Sehari sebelum Ramadhan dan sore hari menjelang takbiran Idul Fitri, mereka membasuh seluruh tubuh dengan air rebusan rempah-rempah. Warga memilih melakukannya di lokasi-lokasi pemandian alam dan juga di rumah masing-masing.
Marpangir berasal dari kata pangir yaitu ramuan dari bahan-bahan alami yang digunakan untuk membersihkan rambut (keramas). Ramuannya terdiri dari limau atau jeruk nipis, daun pandan, bunga pinang dan diilengkapi juga dengan bunga mawar, bunga kenanga, dan akar wangi.
Bahan-bahan ini direndam di dalam air (ada juga yang direbus) untuk memperoleh wangi-wangian yang khas yang akan digunakan dalam ritual mandi pangir.
Sejarawan Melayu, Tengku Luckman Sinar, mengatakan tradisi mandi menggunakan bahan-bahan rempah ini sudah ada sejak jaman pra-Islam.

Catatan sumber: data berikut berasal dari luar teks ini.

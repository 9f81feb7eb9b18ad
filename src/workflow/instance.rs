//! Workflow and Step Instances
//!
//! Runtime records created for every started workflow and every scheduled
//! step, plus the partial updates the executors issue against them.
//! Status transitions are monotonic: nothing leaves a terminal state.

use std::collections::HashMap;
use std::fmt;

use chrono::{DateTime, Utc};
use serde::{Deserialize, Serialize};
use serde_json::Value;
use uuid::Uuid;

use super::model::{StepDefinition, StepType, WorkflowDefinition};
use crate::error::{EngineError, Result};

/// Lifecycle status shared by workflow and step instances.
#[derive(Serialize, Deserialize, Debug, Clone, Copy, PartialEq, Eq, Hash)]
#[serde(rename_all = "UPPERCASE")]
pub enum InstanceStatus {
    Pending,
    Running,
    Completed,
    Failed,
    Cancelled,
}

impl InstanceStatus {
    pub fn is_terminal(&self) -> bool {
        matches!(
            self,
            InstanceStatus::Completed | InstanceStatus::Failed | InstanceStatus::Cancelled
        )
    }

    /// Whether `next` is a legal successor of this status.
    pub fn can_transition_to(&self, next: InstanceStatus) -> bool {
        use InstanceStatus::*;
        match (self, next) {
            (Pending, Running) | (Pending, Failed) | (Pending, Cancelled) => true,
            (Running, Completed) | (Running, Failed) | (Running, Cancelled) => true,
            _ => false,
        }
    }

    pub fn as_str(&self) -> &'static str {
        match self {
            InstanceStatus::Pending => "PENDING",
            InstanceStatus::Running => "RUNNING",
            InstanceStatus::Completed => "COMPLETED",
            InstanceStatus::Failed => "FAILED",
            InstanceStatus::Cancelled => "CANCELLED",
        }
    }
}

impl fmt::Display for InstanceStatus {
    fn fmt(&self, f: &mut fmt::Formatter<'_>) -> fmt::Result {
        f.write_str(self.as_str())
    }
}

fn check_transition(from: InstanceStatus, to: InstanceStatus) -> Result<()> {
    if from.can_transition_to(to) {
        Ok(())
    } else {
        Err(EngineError::InvalidTransition {
            from: from.to_string(),
            to: to.to_string(),
        })
    }
}

/// Links a child workflow instance to the step that started it.
#[derive(Serialize, Deserialize, Debug, Clone, PartialEq)]
#[serde(rename_all = "camelCase")]
pub struct ParentLink {
    pub workflow_instance_id: String,
    pub step_instance_id: String,
}

#[derive(Serialize, Deserialize, Debug, Clone, PartialEq)]
#[serde(rename_all = "camelCase")]
pub struct WorkflowInstance {
    pub id: String,
    pub definition_id: String,
    pub definition_version: String,
    pub status: InstanceStatus,
    #[serde(default, skip_serializing_if = "Option::is_none")]
    pub parent: Option<ParentLink>,
    #[serde(default)]
    pub input: HashMap<String, Value>,
    #[serde(default, skip_serializing_if = "Option::is_none")]
    pub output: Option<HashMap<String, Value>>,
    #[serde(default, skip_serializing_if = "Option::is_none")]
    pub error_message: Option<String>,
    pub created_at: DateTime<Utc>,
    #[serde(default, skip_serializing_if = "Option::is_none")]
    pub started_at: Option<DateTime<Utc>>,
    #[serde(default, skip_serializing_if = "Option::is_none")]
    pub completed_at: Option<DateTime<Utc>>,
}

impl WorkflowInstance {
    /// Creates a Pending instance of `definition`.
    pub fn new(definition: &WorkflowDefinition, input: HashMap<String, Value>) -> Self {
        Self {
            id: Uuid::new_v4().to_string(),
            definition_id: definition.id.clone(),
            definition_version: definition.version.clone(),
            status: InstanceStatus::Pending,
            parent: None,
            input,
            output: None,
            error_message: None,
            created_at: Utc::now(),
            started_at: None,
            completed_at: None,
        }
    }

    pub fn with_parent(mut self, parent: ParentLink) -> Self {
        self.parent = Some(parent);
        self
    }

    /// Applies a partial update, refusing illegal status transitions.
    pub fn apply(&mut self, update: &WorkflowInstanceUpdate) -> Result<()> {
        if let Some(status) = update.status {
            check_transition(self.status, status)?;
            self.status = status;
        }
        if let Some(output) = &update.output {
            self.output = Some(output.clone());
        }
        if let Some(message) = &update.error_message {
            self.error_message = Some(message.clone());
        }
        if update.started_at.is_some() {
            self.started_at = update.started_at;
        }
        if update.completed_at.is_some() {
            self.completed_at = update.completed_at;
        }
        Ok(())
    }
}

/// Partial update of a workflow instance; `None` fields are left alone.
#[derive(Debug, Clone, Default, PartialEq)]
pub struct WorkflowInstanceUpdate {
    pub status: Option<InstanceStatus>,
    pub output: Option<HashMap<String, Value>>,
    pub error_message: Option<String>,
    pub started_at: Option<DateTime<Utc>>,
    pub completed_at: Option<DateTime<Utc>>,
}

impl WorkflowInstanceUpdate {
    pub fn running() -> Self {
        Self {
            status: Some(InstanceStatus::Running),
            started_at: Some(Utc::now()),
            ..Self::default()
        }
    }

    pub fn completed(output: HashMap<String, Value>) -> Self {
        Self {
            status: Some(InstanceStatus::Completed),
            output: Some(output),
            completed_at: Some(Utc::now()),
            ..Self::default()
        }
    }

    pub fn failed(message: impl Into<String>) -> Self {
        Self {
            status: Some(InstanceStatus::Failed),
            error_message: Some(message.into()),
            completed_at: Some(Utc::now()),
            ..Self::default()
        }
    }

    pub fn cancelled(message: impl Into<String>) -> Self {
        Self {
            status: Some(InstanceStatus::Cancelled),
            error_message: Some(message.into()),
            completed_at: Some(Utc::now()),
            ..Self::default()
        }
    }
}

#[derive(Serialize, Deserialize, Debug, Clone, PartialEq)]
#[serde(rename_all = "camelCase")]
pub struct StepInstance {
    pub id: String,
    pub workflow_instance_id: String,
    /// Id of the step definition this instance runs
    pub step_id: String,
    pub step_type: StepType,
    pub status: InstanceStatus,
    #[serde(default)]
    pub input: HashMap<String, Value>,
    #[serde(default, skip_serializing_if = "Option::is_none")]
    pub output: Option<HashMap<String, Value>>,
    #[serde(default)]
    pub progress: f32,
    #[serde(default, skip_serializing_if = "Option::is_none")]
    pub error_message: Option<String>,
    pub created_at: DateTime<Utc>,
    #[serde(default, skip_serializing_if = "Option::is_none")]
    pub started_at: Option<DateTime<Utc>>,
    #[serde(default, skip_serializing_if = "Option::is_none")]
    pub completed_at: Option<DateTime<Utc>>,
}

impl StepInstance {
    /// Creates a Pending instance of `step` with its resolved input.
    pub fn new(workflow_instance_id: &str, step: &StepDefinition, input: HashMap<String, Value>) -> Self {
        Self {
            id: Uuid::new_v4().to_string(),
            workflow_instance_id: workflow_instance_id.to_string(),
            step_id: step.id.clone(),
            step_type: step.step_type,
            status: InstanceStatus::Pending,
            input,
            output: None,
            progress: 0.0,
            error_message: None,
            created_at: Utc::now(),
            started_at: None,
            completed_at: None,
        }
    }

    /// Applies a partial update, refusing illegal status transitions.
    pub fn apply(&mut self, update: &StepInstanceUpdate) -> Result<()> {
        if let Some(status) = update.status {
            check_transition(self.status, status)?;
            self.status = status;
        }
        if let Some(input) = &update.input {
            self.input = input.clone();
        }
        if let Some(output) = &update.output {
            self.output = Some(output.clone());
        }
        if let Some(progress) = update.progress {
            self.progress = progress.clamp(0.0, 1.0);
        }
        if let Some(message) = &update.error_message {
            self.error_message = Some(message.clone());
        }
        if update.started_at.is_some() {
            self.started_at = update.started_at;
        }
        if update.completed_at.is_some() {
            self.completed_at = update.completed_at;
        }
        Ok(())
    }
}

/// Partial update of a step instance; `None` fields are left alone.
#[derive(Debug, Clone, Default, PartialEq)]
pub struct StepInstanceUpdate {
    pub status: Option<InstanceStatus>,
    /// Input resolved when the step starts running
    pub input: Option<HashMap<String, Value>>,
    pub output: Option<HashMap<String, Value>>,
    pub progress: Option<f32>,
    pub error_message: Option<String>,
    pub started_at: Option<DateTime<Utc>>,
    pub completed_at: Option<DateTime<Utc>>,
}

impl StepInstanceUpdate {
    pub fn running() -> Self {
        Self {
            status: Some(InstanceStatus::Running),
            started_at: Some(Utc::now()),
            ..Self::default()
        }
    }

    pub fn with_input(mut self, input: HashMap<String, Value>) -> Self {
        self.input = Some(input);
        self
    }

    pub fn completed(output: HashMap<String, Value>) -> Self {
        Self {
            status: Some(InstanceStatus::Completed),
            output: Some(output),
            progress: Some(1.0),
            completed_at: Some(Utc::now()),
            ..Self::default()
        }
    }

    pub fn failed(message: impl Into<String>) -> Self {
        Self {
            status: Some(InstanceStatus::Failed),
            error_message: Some(message.into()),
            completed_at: Some(Utc::now()),
            ..Self::default()
        }
    }

    pub fn cancelled(message: impl Into<String>) -> Self {
        Self {
            status: Some(InstanceStatus::Cancelled),
            error_message: Some(message.into()),
            completed_at: Some(Utc::now()),
            ..Self::default()
        }
    }

    pub fn progress(progress: f32) -> Self {
        Self {
            progress: Some(progress),
            ..Self::default()
        }
    }
}
//! Workflow Definition Module
//!
//! Data structures and utilities for defining, loading and validating
//! workflow definitions, resolving step parameters, and tracking the
//! instances created when a definition runs.
//!
//! # Structure
//!
//! - [`model`]: Definition data structures (WorkflowDefinition, StepDefinition)
//! - [`parser`]: YAML/JSON loading
//! - [`validator`]: Structural validation rules
//! - [`params`]: Parameter binding resolution
//! - [`instance`]: Workflow and step instance records
//! - [`duration`]: Duration string parsing

pub mod duration;
pub mod instance;
pub mod model;
pub mod params;
pub mod parser;
pub mod validator;

pub use instance::{
    InstanceStatus, ParentLink, StepInstance, StepInstanceUpdate, WorkflowInstance,
    WorkflowInstanceUpdate,
};
pub use model::{
    DecisionCase, ForkBranch, ParameterBinding, ParameterDefinition, StepDefinition, StepType,
    TerminateOutcome, WorkflowDefinition,
};
pub use params::{resolve, resolve_all, StepOutputs};
pub use parser::{load_definition, parse_definition, save_definition};
pub use validator::{validate_definition, ValidationError};
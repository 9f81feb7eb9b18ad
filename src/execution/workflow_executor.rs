//! Workflow Worker Pool
//!
//! Consumes the workflow queue. Each job drives one instance: it marks it
//! Running, schedules the first step and then waits on the run's
//! completion signal before writing the final status. A semaphore bounds
//! how many instances run at once.
//!
//! Child instances of SubWorkflow steps go through the same driver but
//! run inline in the parent's step task, outside this pool.

use std::collections::HashMap;
use std::sync::Arc;

use log::{error, info, warn};
use serde_json::Value;
use tokio::sync::{mpsc, watch, Semaphore};

use super::context::EngineContext;
use super::run::{RunOutcome, WorkflowRun};
use crate::error::{EngineError, Result};
use crate::workflow::{
    params, ParentLink, WorkflowDefinition, WorkflowInstance, WorkflowInstanceUpdate,
};

/// One workflow instance waiting to run.
#[derive(Debug, Clone)]
pub struct WorkflowJob {
    pub workflow_instance_id: String,
    pub definition_id: String,
    /// Input with defaults already applied
    pub input: HashMap<String, Value>,
}

/// Final state of a driven instance.
#[derive(Debug, Clone, PartialEq)]
pub struct RunReport {
    pub outcome: RunOutcome,
    pub output: HashMap<String, Value>,
}

pub struct WorkflowExecutor {
    ctx: Arc<EngineContext>,
    slots: Arc<Semaphore>,
}

impl WorkflowExecutor {
    pub fn new(ctx: Arc<EngineContext>) -> Self {
        let slots = Arc::new(Semaphore::new(ctx.config.max_parallel_workflows.max(1)));
        Self { ctx, slots }
    }

    /// Dispatch loop. Returns when `shutdown` flips or the queue closes.
    pub async fn run(self: Arc<Self>, mut jobs: mpsc::Receiver<WorkflowJob>, mut shutdown: watch::Receiver<bool>) {
        info!(
            "Workflow executor started ({} slots)",
            self.ctx.config.max_parallel_workflows
        );

        loop {
            let job = tokio::select! {
                changed = shutdown.changed() => {
                    if changed.is_err() || *shutdown.borrow() {
                        break;
                    }
                    continue;
                }
                job = jobs.recv() => match job {
                    Some(job) => job,
                    None => break,
                },
            };

            // Wait for a free slot before claiming more work
            let permit = tokio::select! {
                permit = Arc::clone(&self.slots).acquire_owned() => match permit {
                    Ok(permit) => permit,
                    Err(_) => break,
                },
                _ = shutdown.changed() => {
                    warn!("Shutting down with workflow {} still queued", job.workflow_instance_id);
                    break;
                }
            };

            let ctx = Arc::clone(&self.ctx);
            tokio::spawn(async move {
                let _permit = permit;
                execute_job(&ctx, job).await;
            });
        }

        info!("Workflow executor stopped");
    }
}

async fn execute_job(ctx: &Arc<EngineContext>, job: WorkflowJob) {
    let definition = match ctx.definitions.get_by_id(&job.definition_id).await {
        Ok(definition) => definition,
        Err(e) => {
            error!("Workflow {}: {}", job.workflow_instance_id, e);
            if let Err(update_err) = ctx
                .update_workflow(&job.workflow_instance_id, WorkflowInstanceUpdate::failed(e.to_string()))
                .await
            {
                error!("Could not fail workflow {}: {}", job.workflow_instance_id, update_err);
            }
            return;
        }
    };

    drive(ctx, &job.workflow_instance_id, Arc::new(definition), job.input, None).await;
}

/// Runs one instance to its end and records the final status.
///
/// With a `parent` run, the instance is cancelled as soon as the parent
/// ends.
pub(crate) async fn drive(
    ctx: &Arc<EngineContext>,
    instance_id: &str,
    definition: Arc<WorkflowDefinition>,
    input: HashMap<String, Value>,
    parent: Option<&WorkflowRun>,
) -> RunReport {
    if let Err(e) = ctx.update_workflow(instance_id, WorkflowInstanceUpdate::running()).await {
        error!("Could not start workflow {}: {}", instance_id, e);
        return RunReport {
            outcome: RunOutcome::Failed(e.to_string()),
            output: HashMap::new(),
        };
    }
    info!("Workflow {} ({}) running", instance_id, definition.id);

    let (run, mut outcome) = WorkflowRun::new(instance_id, Arc::clone(&definition), input);

    match definition.first_step() {
        Some(first) => {
            if let Err(e) = ctx.schedule_step(&run, &first.id).await {
                run.fail(format!("could not start first step '{}': {}", first.id, e));
            }
        }
        None => {
            run.fail(format!("workflow definition '{}' has no steps", definition.id));
        }
    }

    let received = match parent {
        Some(parent) => tokio::select! {
            received = &mut outcome => received,
            _ = parent.aborted() => {
                run.finish(RunOutcome::Cancelled(format!(
                    "parent workflow {} ended",
                    parent.instance_id
                )));
                outcome.await
            }
        },
        None => outcome.await,
    };
    let outcome = received
        .unwrap_or_else(|_| RunOutcome::Failed("run ended without reporting an outcome".to_string()));

    let output = if outcome.is_completed() {
        resolve_output(&definition, &run)
    } else {
        HashMap::new()
    };

    let update = match &outcome {
        RunOutcome::Completed => WorkflowInstanceUpdate::completed(output.clone()),
        RunOutcome::Failed(message) => WorkflowInstanceUpdate::failed(message),
        RunOutcome::Cancelled(message) => WorkflowInstanceUpdate::cancelled(message),
    };
    match ctx.update_workflow(instance_id, update).await {
        Ok(instance) => info!("Workflow {} {}", instance_id, instance.status),
        Err(e) => error!("Could not finalize workflow {}: {}", instance_id, e),
    }

    RunReport { outcome, output }
}

/// Resolves the declared output bindings over the final step outputs.
/// Outputs without a binding are null.
fn resolve_output(definition: &WorkflowDefinition, run: &WorkflowRun) -> HashMap<String, Value> {
    let outputs = run.step_outputs();
    definition
        .output_parameters
        .iter()
        .map(|(name, parameter)| {
            let value = parameter
                .value
                .as_ref()
                .map(|binding| params::resolve(binding, &run.input, &outputs))
                .unwrap_or(Value::Null);
            (name.clone(), value)
        })
        .collect()
}

/// Refuses definitions that may not be started.
pub(crate) fn ensure_runnable(definition: &WorkflowDefinition) -> Result<()> {
    if !definition.is_enabled {
        return Err(EngineError::Definition(format!(
            "workflow definition '{}' is disabled",
            definition.id
        )));
    }
    if definition.is_empty() {
        return Err(EngineError::Definition(format!(
            "workflow definition '{}' has no steps",
            definition.id
        )));
    }
    Ok(())
}

/// Creates and drives a child instance for a SubWorkflow step and returns
/// the child's output.
pub(crate) async fn run_sub_workflow(
    ctx: &Arc<EngineContext>,
    definition: WorkflowDefinition,
    input: HashMap<String, Value>,
    parent: ParentLink,
    parent_run: &WorkflowRun,
) -> Result<HashMap<String, Value>> {
    ensure_runnable(&definition)?;
    let input = definition.prepare_input(&input)?;

    let instance = WorkflowInstance::new(&definition, input.clone()).with_parent(parent);
    let instance_id = instance.id.clone();
    ctx.create_workflow(instance).await?;
    info!(
        "Workflow {} started child {} ({})",
        parent_run.instance_id, instance_id, definition.id
    );

    let report = drive(ctx, &instance_id, Arc::new(definition), input, Some(parent_run)).await;
    match report.outcome {
        RunOutcome::Completed => Ok(report.output),
        RunOutcome::Failed(message) => Err(EngineError::SubWorkflowFailed {
            instance_id,
            message,
        }),
        RunOutcome::Cancelled(message) => Err(EngineError::Cancelled(message)),
    }
}
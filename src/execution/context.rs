//! Engine Context
//!
//! The collaborators every executor needs: configuration, repositories,
//! the agent registry, the remote task table, the event hub and the step
//! queue. Also owns the two write paths that must stay paired with an
//! event: instance updates and step scheduling.

use std::collections::HashMap;
use std::sync::Arc;

use log::{debug, warn};

use super::queue::BoundedQueue;
use super::run::WorkflowRun;
use super::step_executor::StepJob;
use crate::agent::{AgentRegistry, RemoteTaskTable};
use crate::config::EngineConfig;
use crate::error::{EngineError, Result};
use crate::monitoring::{EngineEvent, EventHub};
use crate::persistence::{DefinitionRepository, StepInstanceRepository, WorkflowInstanceRepository};
use crate::workflow::{
    StepInstance, StepInstanceUpdate, StepType, WorkflowInstance, WorkflowInstanceUpdate,
};

pub struct EngineContext {
    pub config: EngineConfig,
    pub definitions: Arc<dyn DefinitionRepository>,
    pub workflows: Arc<dyn WorkflowInstanceRepository>,
    pub steps: Arc<dyn StepInstanceRepository>,
    pub agents: Arc<AgentRegistry>,
    pub remote_tasks: Arc<RemoteTaskTable>,
    pub events: EventHub,
    pub(crate) step_queue: BoundedQueue<StepJob>,
}

impl EngineContext {
    /// Persists a new workflow instance and announces it.
    pub async fn create_workflow(&self, instance: WorkflowInstance) -> Result<()> {
        let event = EngineEvent::workflow_created(&instance);
        self.workflows.create(instance).await?;
        self.events.publish(event);
        Ok(())
    }

    pub async fn update_workflow(&self, id: &str, update: WorkflowInstanceUpdate) -> Result<WorkflowInstance> {
        let instance = self.workflows.update(id, update).await?;
        self.events.publish(EngineEvent::workflow_status(&instance));
        Ok(instance)
    }

    pub async fn update_step(&self, id: &str, update: StepInstanceUpdate) -> Result<StepInstance> {
        let instance = self.steps.update(id, update).await?;
        self.events.publish(EngineEvent::step_status(&instance));
        Ok(instance)
    }

    /// Creates a Pending step instance for `step_id` and enqueues it.
    ///
    /// A Join reached from several places is only scheduled by the first.
    /// Nothing is scheduled once the run has an outcome. If the step queue
    /// is full the new instance is marked Failed and the run fails with
    /// the returned error.
    pub async fn schedule_step(&self, run: &Arc<WorkflowRun>, step_id: &str) -> Result<()> {
        let step = run.definition.get_step(step_id).ok_or_else(|| {
            EngineError::Definition(format!(
                "step '{}' does not exist in workflow '{}'",
                step_id, run.definition.id
            ))
        })?;

        if run.is_aborted() {
            debug!("Not scheduling '{}': workflow {} already finished", step_id, run.instance_id);
            return Ok(());
        }
        if step.step_type == StepType::Join && !run.claim_join(step_id)? {
            debug!("Join '{}' of workflow {} is already scheduled", step_id, run.instance_id);
            return Ok(());
        }

        let instance = StepInstance::new(&run.instance_id, step, HashMap::new());
        let step_instance_id = instance.id.clone();
        let event = EngineEvent::step_status(&instance);
        self.steps.create(instance).await?;
        self.events.publish(event);

        run.begin_step();
        let job = StepJob {
            run: Arc::clone(run),
            step_id: step_id.to_string(),
            step_instance_id: step_instance_id.clone(),
        };

        if let Err(e) = self.step_queue.enqueue(job) {
            let message = format!("could not enqueue step '{}': {}", step_id, e);
            warn!("Workflow {}: {}", run.instance_id, message);
            if let Err(update_err) = self
                .update_step(&step_instance_id, StepInstanceUpdate::failed(&message))
                .await
            {
                warn!("Could not mark step instance {} failed: {}", step_instance_id, update_err);
            }
            // Fail before releasing the count so an empty run is not taken
            // as completed.
            run.fail(message);
            run.finish_step();
            return Err(e);
        }

        debug!("Scheduled step '{}' ({}) of workflow {}", step_id, step_instance_id, run.instance_id);
        Ok(())
    }
}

Hingga kini sebagian besar masyarakat masih mempraktekkan ritual mandi tersebut dengan tujuan menyambut datangnya bulan Ramadhan.
Tujuan utama Marpangir adalah membersihkan diri sebelum melaksanakan ibadah puasa, sehingga ketika mengerjakan ibadah suci tersebut badan, hati, dan pikiran telah bersih.
Tokoh muda Al Washliyah, Affan Rangkuti juga menjelaskan bahwa marpangir adalah budaya turun menurun masyatakat Batak Mandailing, perlu dijaga dan dilestarikan.
“Saya dulu diajarkan budaya ini oleh orangtua, dan sampai sekarangpun masih dilakukan, baik awal memasuki Ramadhan maupun menjelang takbiran Idul Fitri,” kata Affan Rangkuti di Gedung Kementerian Agama Lapangan Banteng Jakarta Pusat, Selasa (14/07)
Lanjut Affan, “Ini budaya baik, karena prinsipnya adalah mewangikan seluruh tubuh. Jadi budaya yang baik ya seyogyanya dapat diteruskan. Karena ada beban moral, jika seseorang tak berpuasa, maka akan malu dia melakukan mandi pangir ini.”